Scientists to create a robot from mould
August 31, 2009
A scientist at the University of the West of England claims that he is on track for developing the world’s first biological robot from a mould that naturally occurs in damp places throughout the U.K.
Professor Andy Adamatzky who is in charge of the project says that his team has already shown that mould has the ability to perform complex computational tasks.
Plasmobot will be made up entirely of plasmodium which comes from a commonly occurring slime mould called Physarum polycephalum.
Professor Adamatzky says that one has to do away with conventional perceptions of what a computer is and realise that plasmodium, with its own embedded intelligence, is already capable of computing complex tasks such as growing in certain directions and carrying small objects. He said that the plasmobot will be controlled using electromagnetic fields and lights, will have sensors, inputs and outputs and will have the mathematical capabilities of a super computer.

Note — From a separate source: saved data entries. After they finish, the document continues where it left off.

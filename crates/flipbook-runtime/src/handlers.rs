use crate::session::{RenderKind, Session};
use crate::state::ViewerState;
use crate::{ViewerStatus, ViewerUpdate};
use flipbook_core::{
    DocumentId, DocumentSource, FlipVisual, GestureOutcome, Key, NavOutcome, Navigator,
    PageImage, PressOutcome, Result, ShareLink, ViewerAction,
};
use flipbook_render::load_document;
use std::sync::Arc;

/// A navigation request, resolved against the current page when handled
#[derive(Debug, Clone, Copy, PartialEq, Eq)]
pub enum NavRequest {
    GoTo(usize),
    Next,
    Previous,
    First,
    Last,
}

impl NavRequest {
    fn target(self, navigator: &Navigator) -> usize {
        match self {
            NavRequest::GoTo(page) => page,
            NavRequest::Next => navigator.current() + 1,
            NavRequest::Previous => navigator.current().saturating_sub(1),
            NavRequest::First => 1,
            NavRequest::Last => navigator.total(),
        }
    }
}

/// The open document survives a failed load
pub async fn handle_load(source: DocumentSource, title: Option<String>, state: &mut ViewerState) {
    let handle = match load_document(source, state.renderer.backend()).await {
        Ok(handle) => handle,
        Err(e) => {
            log::warn!("Failed to load PDF: {}", e);
            state.error(format!("Failed to load PDF: {}", e));
            return;
        }
    };

    let name = title.unwrap_or_else(|| handle.display_title().to_string());
    let session = match Session::new(handle, name, state.options.cache_policy) {
        Ok(session) => session,
        Err(e) => {
            state.error(format!("Failed to load PDF: {}", e));
            return;
        }
    };

    handle_close(state);

    let doc_id = session.id();
    let record = session.record.clone();
    state.session = Some(session);
    state.send(ViewerUpdate::Loaded { doc_id, record });

    show_page(state, 1);
    preload(state);
}

pub async fn handle_open_link(fragment: &str, state: &mut ViewerState) {
    match ShareLink::parse(fragment) {
        Ok(ShareLink::Remote { pdf_url, title }) => {
            handle_load(DocumentSource::Url(pdf_url), title, state).await;
        }
        Ok(ShareLink::Stored { id }) => {
            state.error(format!(
                "Flipbook '{}' is not available: no catalog is configured",
                id
            ));
        }
        Err(e) => state.error(e.to_string()),
    }
}

/// Returns true if a flip started
pub fn handle_navigate(request: NavRequest, state: &mut ViewerState) -> bool {
    let Some(session) = state.session.as_mut() else {
        state.error("No document loaded");
        return false;
    };

    let doc_id = session.id();
    let target = request.target(&session.navigator);

    match session.navigator.request(target) {
        NavOutcome::Started(flip) => {
            state.send(ViewerUpdate::FlipStarted {
                doc_id,
                from: flip.from,
                to: flip.target,
                direction: flip.direction,
            });
            show_page(state, flip.target);
            state.start_flip_timer(doc_id);
            true
        }
        NavOutcome::Ignored(reason) => {
            log::debug!("Ignoring navigation to page {}: {:?}", target, reason);
            state.send(ViewerUpdate::NavigationIgnored {
                doc_id,
                page: target,
                reason,
            });
            false
        }
    }
}

pub fn handle_flip_elapsed(doc_id: DocumentId, state: &mut ViewerState) {
    let Some(session) = current_session(state, doc_id) else {
        return;
    };

    let dragged = session.navigator.drag_progress() != 0.0;
    if let Some(page) = session.navigator.complete_flip() {
        state.send(ViewerUpdate::FlipCompleted { doc_id, page });
        // The flip consumed the drag; let the shell drop its lifted page
        if dragged {
            send_drag_progress(state, doc_id, 0.0);
        }
        preload(state);
    }
}

pub fn handle_rendered(
    doc_id: DocumentId,
    kind: RenderKind,
    page: usize,
    result: Result<PageImage>,
    state: &mut ViewerState,
) {
    let Some(session) = current_session(state, doc_id) else {
        log::debug!("Discarding page {} rendered for closed {:?}", page, doc_id);
        return;
    };
    session.finish_render(kind, page);
    let visible = session.is_visible(page);

    match result {
        Ok(image) => {
            let image = Arc::new(image);
            session.cache_mut(kind).put(page, image.clone());

            match kind {
                RenderKind::Page if visible => {
                    state.send(ViewerUpdate::PageReady { doc_id, image });
                }
                RenderKind::Page => log::debug!("Prefetched page {} into cache", page),
                RenderKind::Thumbnail => {
                    state.send(ViewerUpdate::ThumbnailReady { doc_id, image });
                }
            }
        }
        Err(e) => match kind {
            RenderKind::Page if visible => {
                log::warn!("Failed to render page {}: {}", page, e);
                state.send(ViewerUpdate::RenderFailed {
                    doc_id,
                    page,
                    message: e.to_string(),
                });
            }
            RenderKind::Page => log::warn!("Failed to prefetch page {}: {}", page, e),
            RenderKind::Thumbnail => log::warn!("Failed to render thumbnail {}: {}", page, e),
        },
    }
}

pub fn handle_pointer_down(x: f32, state: &mut ViewerState) {
    let Some(session) = state.session.as_mut() else {
        return;
    };
    if session.gesture.press(x) == PressOutcome::Rejected {
        log::debug!("Ignoring press at {}: a drag is already active", x);
    }
}

pub fn handle_pointer_move(x: f32, state: &mut ViewerState) {
    let Some(session) = state.session.as_mut() else {
        return;
    };
    let Some(progress) = session.gesture.move_to(x) else {
        return;
    };

    session.navigator.set_drag_progress(progress);
    let doc_id = session.id();
    let progress = session.navigator.drag_progress();
    send_drag_progress(state, doc_id, progress);
}

pub fn handle_pointer_up(x: f32, state: &mut ViewerState) {
    let Some(session) = state.session.as_mut() else {
        return;
    };
    let doc_id = session.id();
    let current = session.navigator.current();

    match session.gesture.release(x) {
        Some(GestureOutcome::Commit { intent, delta }) => {
            log::debug!("Drag of {} committed: {:?}", delta, intent);
            if !handle_navigate(NavRequest::GoTo(intent.target_from(current)), state) {
                reset_drag(state, doc_id);
            }
        }
        Some(GestureOutcome::Cancelled { delta }) => {
            log::debug!("Drag of {} below threshold, cancelled", delta);
            reset_drag(state, doc_id);
        }
        None => {}
    }
}

pub fn handle_pointer_cancel(state: &mut ViewerState) {
    let Some(session) = state.session.as_mut() else {
        return;
    };
    session.gesture.cancel();
    let doc_id = session.id();
    reset_drag(state, doc_id);
}

pub fn handle_key(key: Key, state: &mut ViewerState) {
    let Some(action) = state.context.action_for(key) else {
        return;
    };

    match action {
        ViewerAction::Previous => {
            handle_navigate(NavRequest::Previous, state);
        }
        ViewerAction::Next => {
            handle_navigate(NavRequest::Next, state);
        }
        ViewerAction::First => {
            handle_navigate(NavRequest::First, state);
        }
        ViewerAction::Last => {
            handle_navigate(NavRequest::Last, state);
        }
        ViewerAction::ZoomIn => {
            state.context.zoom_in();
            send_context(state);
        }
        ViewerAction::ZoomOut => {
            state.context.zoom_out();
            send_context(state);
        }
        ViewerAction::ToggleFullscreen => {
            state.context.toggle_fullscreen();
            send_context(state);
        }
        ViewerAction::ExitFullscreen => {
            state.context.fullscreen = false;
            send_context(state);
        }
    }
}

pub fn handle_request_thumbnails(pages: Option<Vec<usize>>, state: &mut ViewerState) {
    let Some(session) = state.session.as_mut() else {
        state.error("No document loaded");
        return;
    };

    let doc_id = session.id();
    let total = session.navigator.total();
    let pages = pages.unwrap_or_else(|| (1..=total).collect());

    let mut to_render = Vec::new();
    let mut ready = Vec::new();
    for page in pages {
        if !(1..=total).contains(&page) {
            log::warn!("Skipping thumbnail for page {} (document has {})", page, total);
            continue;
        }
        match session.thumbnails.get(page) {
            Some(image) => ready.push(image),
            None => to_render.push(page),
        }
    }

    for image in ready {
        state.send(ViewerUpdate::ThumbnailReady { doc_id, image });
    }
    for page in to_render {
        state.schedule_render(RenderKind::Thumbnail, page);
    }
}

pub fn handle_query_status(state: &ViewerState) {
    let status = match &state.session {
        Some(session) => ViewerStatus {
            doc_id: Some(session.id()),
            current_page: session.navigator.current(),
            total_pages: session.navigator.total(),
            flipping_to: session.navigator.target(),
            cached_pages: session.pages.pages(),
            cached_thumbnails: session.thumbnails.pages(),
            pending_renders: session.pending_count(),
            context: state.context,
        },
        None => ViewerStatus {
            doc_id: None,
            current_page: 0,
            total_pages: 0,
            flipping_to: None,
            cached_pages: Vec::new(),
            cached_thumbnails: Vec::new(),
            pending_renders: 0,
            context: state.context,
        },
    };
    state.send(ViewerUpdate::Status(status));
}

pub fn handle_close(state: &mut ViewerState) {
    if let Some(session) = state.session.take() {
        log::info!("Closing '{}'", session.record.name);
        state.send(ViewerUpdate::Closed {
            doc_id: session.id(),
        });
    }
}

/// Emit the cached image for `page`, or a placeholder and a foreground render
fn show_page(state: &mut ViewerState, page: usize) {
    let Some(session) = state.session.as_mut() else {
        return;
    };
    let doc_id = session.id();

    match session.pages.get(page) {
        Some(image) => state.send(ViewerUpdate::PageReady { doc_id, image }),
        None => {
            state.send(ViewerUpdate::Placeholder { doc_id, page });
            state.schedule_render(RenderKind::Page, page);
        }
    }
}

/// Fire-and-forget renders for the pages around the current one
fn preload(state: &mut ViewerState) {
    let Some(session) = state.session.as_ref() else {
        return;
    };
    let plan = session.preload_plan(state.options.preload_radius);
    if plan.is_empty() {
        return;
    }

    log::debug!(
        "Preloading pages {:?} around page {}",
        plan,
        session.navigator.current()
    );
    for page in plan {
        state.schedule_render(RenderKind::Page, page);
    }
}

fn current_session(state: &mut ViewerState, doc_id: DocumentId) -> Option<&mut Session> {
    state.session.as_mut().filter(|session| session.id() == doc_id)
}

fn reset_drag(state: &mut ViewerState, doc_id: DocumentId) {
    if let Some(session) = state.session.as_mut() {
        session.navigator.set_drag_progress(0.0);
    }
    send_drag_progress(state, doc_id, 0.0);
}

fn send_drag_progress(state: &ViewerState, doc_id: DocumentId, progress: f32) {
    state.send(ViewerUpdate::DragProgress {
        doc_id,
        progress,
        visual: FlipVisual::from_progress(progress),
    });
}

fn send_context(state: &ViewerState) {
    state.send(ViewerUpdate::ContextChanged {
        context: state.context,
    });
}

Professor Adamatzky went on to say that although it was early days he predicted that in the future his plasmobot could be used to assemble machines made up of micro components. He said that the robots could be used in medicine to deliver tiny doses of a drug to a specific part of the body. One day he thinks that plasmodia computers could live on the human body performing a whole range of menial tasks so that our brains would be able to concentrate on other things.
He did however admit that it was all “purely theoretical at the moment.”